Purdue Calumet students become global travelers
Allie Kobar, a Purdue Calumet equine business management major, wanted to broaden her horizons this past summer, and she did just that – all the way to England and Ireland. Along with Purdue Calumet professor Jordan Kerr, fellow Purdue Calumet student Alysa Goeke and 24 Purdue West Lafayette students, she traveled to cities in each of the countries to enrich her educational studies.
“I wanted to learn more about how Europe deals with their horses, and how it’s different than here in the states,” the Purdue Calumet sophomore said. “I also decided to go due to the fact that it’s a once-in-a- lifetime opportunity and my family is from those countries – England, Ireland, and Wales.”
Along with her 25 fellow travelers, Allie found many things in Europe fascinating. “Everything is different and eye opening. The one major interesting factor, however, is how their horses are managed,” Allie added. “Most horses are managed through their government, especially the race industry.”
The focus of the three-week adventure had a two-part goal – to immerse students in the cultural experience (on a personal level), and to visit horse facilities and organizations that are engaged in education for the equine industry (on the educational front).
Kerr felt that her students benefited from the trip abroad in myriad of ways.
On the educational front, the two countries visited offered valuable insight to the current equine business, as well as history of the same. Visiting horse farms and veterinarians that conduct cutting edge research, as well as the cultural experience of a faraway land combined to make the travel experience one that the students will not soon forget.
“Ireland has always had infinity for horses,” Kerr said. “And England is considered the historic birthplace of thoroughbred racing.”
Student Alysa Goeke enjoyed the entire trip, but favored Ireland over London. She preferred being out in the country atmosphere of Ireland, with its beautiful landscapes, which she identified as peaceful and quiet, compared to the busy-ness and crowded streets in England. “I have always wanted to visit barns across the world to figure out the tricks of how to create a successful equine business,” Alysa said. “I definitely did learn some helpful tricks, like putting lavender oil in the bedding to calm down the horses and help their airways.”

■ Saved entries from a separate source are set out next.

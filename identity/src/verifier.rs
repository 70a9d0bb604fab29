//! The verifier capability.

use crate::error::IdentityError;

/// Checks that `signature` authorizes `message` for one identity.
pub trait Verifier: Send + Sync {
    fn verify(&self, message: &[u8], signature: &[u8]) -> Result<(), IdentityError>;
}

impl<V: Verifier + ?Sized> Verifier for Box<V> {
    fn verify(&self, message: &[u8], signature: &[u8]) -> Result<(), IdentityError> {
        (**self).verify(message, signature)
    }
}
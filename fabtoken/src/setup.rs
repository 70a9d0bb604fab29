//! Public parameters of the transparent scheme.

use std::collections::BTreeMap;

use serde::{Deserialize, Serialize};
use tessera_core::{driver_identifier, PublicParameters, PublicParamsError, SerializedPublicParams};
use tessera_types::{max_for_precision, Identity, MAX_PRECISION};

pub const DRIVER_NAME: &str = "fabtoken";
pub const PROTOCOL_V1: u64 = 1;

#[derive(Clone, Debug, PartialEq, Eq, Serialize, Deserialize)]
pub struct PublicParams {
    pub driver_name: String,
    pub driver_version: u64,
    pub quantity_precision: u64,
    /// Always `2^quantity_precision - 1`.
    pub max_token: u64,
    pub auditor: Option<Identity>,
    /// Authorized issuers; empty means anyone may issue.
    pub issuer_ids: Vec<Identity>,
    pub extra_data: BTreeMap<String, Vec<u8>>,
}

impl PublicParams {
    /// Parameters for the current protocol version.
    pub fn setup(precision: u64) -> Result<Self, PublicParamsError> {
        Self::with_version(precision, PROTOCOL_V1)
    }

    pub fn with_version(precision: u64, version: u64) -> Result<Self, PublicParamsError> {
        Self::new_with(DRIVER_NAME, version, precision)
    }

    pub fn new_with(
        driver_name: &str,
        driver_version: u64,
        precision: u64,
    ) -> Result<Self, PublicParamsError> {
        let max_token =
            max_for_precision(precision)
                .map_err(|_| PublicParamsError::InvalidPrecision(precision))?;
        Ok(Self {
            driver_name: driver_name.to_string(),
            driver_version,
            quantity_precision: precision,
            max_token,
            auditor: None,
            issuer_ids: Vec::new(),
            extra_data: BTreeMap::new(),
        })
    }

    /// Decode the current protocol version's envelope.
    pub fn deserialize(raw: &[u8]) -> Result<Self, PublicParamsError> {
        Self::from_bytes(raw, DRIVER_NAME, PROTOCOL_V1)
    }

    pub fn from_bytes(raw: &[u8], name: &str, version: u64) -> Result<Self, PublicParamsError> {
        let payload = SerializedPublicParams::open(raw, &driver_identifier(name, version))?;
        let pp: PublicParams = bincode::deserialize(&payload)
            .map_err(|e| PublicParamsError::Malformed(e.to_string()))?;
        if pp.driver_name != name || pp.driver_version != version {
            return Err(PublicParamsError::LabelMismatch {
                expected: driver_identifier(name, version),
                actual: driver_identifier(&pp.driver_name, pp.driver_version),
            });
        }
        Ok(pp)
    }

    pub fn add_issuer(&mut self, issuer: Identity) {
        self.issuer_ids.push(issuer);
    }

    pub fn set_issuers(&mut self, issuers: Vec<Identity>) {
        self.issuer_ids = issuers;
    }

    pub fn add_auditor(&mut self, auditor: Identity) {
        self.auditor = Some(auditor);
    }

    /// Only one auditor is supported; the first entry wins.
    pub fn set_auditors(&mut self, auditors: Vec<Identity>) -> Result<(), PublicParamsError> {
        let first = auditors.into_iter().next().ok_or(PublicParamsError::NoAuditors)?;
        self.auditor = Some(first);
        Ok(())
    }

    /// Human-readable rendering.
    pub fn to_json(&self) -> Result<String, PublicParamsError> {
        serde_json::to_string_pretty(self).map_err(|e| PublicParamsError::Malformed(e.to_string()))
    }
}

impl PublicParameters for PublicParams {
    fn identifier(&self) -> String {
        driver_identifier(&self.driver_name, self.driver_version)
    }

    fn precision(&self) -> u64 {
        self.quantity_precision
    }

    fn max_token_value(&self) -> u64 {
        self.max_token
    }

    fn issuers(&self) -> &[Identity] {
        &self.issuer_ids
    }

    fn auditors(&self) -> Vec<Identity> {
        self.auditor.iter().cloned().collect()
    }

    fn graph_hiding(&self) -> bool {
        false
    }

    fn validate(&self) -> Result<(), PublicParamsError> {
        if self.quantity_precision == 0 || self.quantity_precision > MAX_PRECISION {
            return Err(PublicParamsError::InvalidPrecision(self.quantity_precision));
        }
        let expected = max_for_precision(self.quantity_precision)
            .map_err(|_| PublicParamsError::InvalidPrecision(self.quantity_precision))?;
        if self.max_token != expected {
            return Err(PublicParamsError::InvalidMaxToken {
                max_token: self.max_token,
                expected,
            });
        }
        Ok(())
    }

    fn to_bytes(&self) -> Result<Vec<u8>, PublicParamsError> {
        let raw =
            bincode::serialize(self).map_err(|e| PublicParamsError::Malformed(e.to_string()))?;
        SerializedPublicParams {
            identifier: self.identifier(),
            raw,
        }
        .to_bytes()
    }
}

Another Purdue Calumet student group that added to their travel log this summer included 14 Purdue Calumet Spanish enrollees utilizing a Study Abroad program in Caceres, Spain. According to associate professor Gloria Velez-Rendon, one of the most interesting and effective ways to learn a language is to be immersed in its culture. Students enrolled in this year’s program had multiple opportunities to experience Spanish culture first-hand, she added.
“In addition to attending regular classes at the University of Extreme dura for four weeks, students participated in the daily life of the Spanish families and participated in several cultural events and guided tours,” she said. The completion of this program garnered six credits of instruction with this program geared toward students seeking to take their second year language credit or their Spanish Culture and Civilization classes. By participating, students also fulfill the Experiential Learning credits required by Purdue Calumet for graduation.
Student Mike Gorman had to acclimate to Siesta hours and the different household procedures in his Spanish host home. “It was very different living with a Spanish family because they cook a really big meal at two o’clock in the afternoon and eat just a small dinner about 10 p.m. or whenever they feel like it,” he said. “The Spanish mother takes care of the all the cooking, cleaning and laundry for their house guests. I do my own laundry, so this was hard getting used to.”
Fellow traveler Jamie Hillbrich enjoyed seeing the different cultural influences of the city of Caceres. “The historic part of the city is majestic. It’s hard to fathom walking down streets where people have walked for thousands of years,” he said. “The Roman structures that still stand today after all this time are impressive.”